:: Source records ::

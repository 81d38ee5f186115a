//! Gym (training centre) record models.

use serde::{Deserialize, Serialize};

use crate::facet_filter::FacetedRecord;
use crate::search_const::{FACET_CITY, FACET_COUNTRY};

/// One gym row. Identity is `id`; every descriptive field may be null in the
/// database and callers must render a fallback instead of failing.
#[derive(Debug, Clone, PartialEq, Serialize, Deserialize, Default)]
#[serde(default)]
pub struct GymRecord {
    pub id: String,
    pub slug: Option<String>,
    pub store: Option<String>,
    pub address: Option<String>,
    pub city: Option<String>,
    pub country: Option<String>,
    pub thumb: Option<String>,

    // detail-page columns, absent from list queries
    pub description: Option<String>,
    pub services: Option<Vec<String>>,
    pub email: Option<String>,
    pub phone: Option<String>,
    pub url: Option<String>,
    pub main_image_url: Option<String>,
    pub meta_description: Option<String>,
}

/// Column subset fetched for search results and list cards.
pub const GYM_LIST_COLUMNS: &str = "id,slug,store,address,city,country,thumb";

impl GymRecord {
    pub fn display_name(&self) -> &str {
        self.store.as_deref().unwrap_or("Unnamed gym")
    }

    /// "Berlin, DE" / "Berlin" / "" depending on which parts are present.
    pub fn location_line(&self) -> String {
        [self.city.as_deref(), self.country.as_deref()]
            .into_iter()
            .flatten()
            .collect::<Vec<_>>()
            .join(", ")
    }
}

impl FacetedRecord for GymRecord {
    fn facet_field(&self, name: &str) -> Option<&str> {
        match name {
            FACET_CITY => self.city.as_deref(),
            FACET_COUNTRY => self.country.as_deref(),
            _ => None,
        }
    }
}

#[cfg(test)]
mod tests {
    use super::*;

    #[test]
    fn location_line_skips_missing_parts() {
        let mut gym = GymRecord {
            id: "1".to_string(),
            city: Some("Berlin".to_string()),
            country: Some("DE".to_string()),
            ..Default::default()
        };
        assert_eq!(gym.location_line(), "Berlin, DE");

        gym.country = None;
        assert_eq!(gym.location_line(), "Berlin");

        gym.city = None;
        assert_eq!(gym.location_line(), "");
    }

    #[test]
    fn display_name_falls_back_when_store_is_null() {
        let gym = GymRecord { id: "1".to_string(), ..Default::default() };
        assert_eq!(gym.display_name(), "Unnamed gym");
    }
}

:::

__What the task requires__:
The task here is to output the line with "let gym = GymRecord" and all lines after it to the end of the records above, exactly and only those.

__Worked solution__:
        let gym = GymRecord { id: "1".to_string(), ..Default::default() };
        assert_eq!(gym.display_name(), "Unnamed gym");
    }
}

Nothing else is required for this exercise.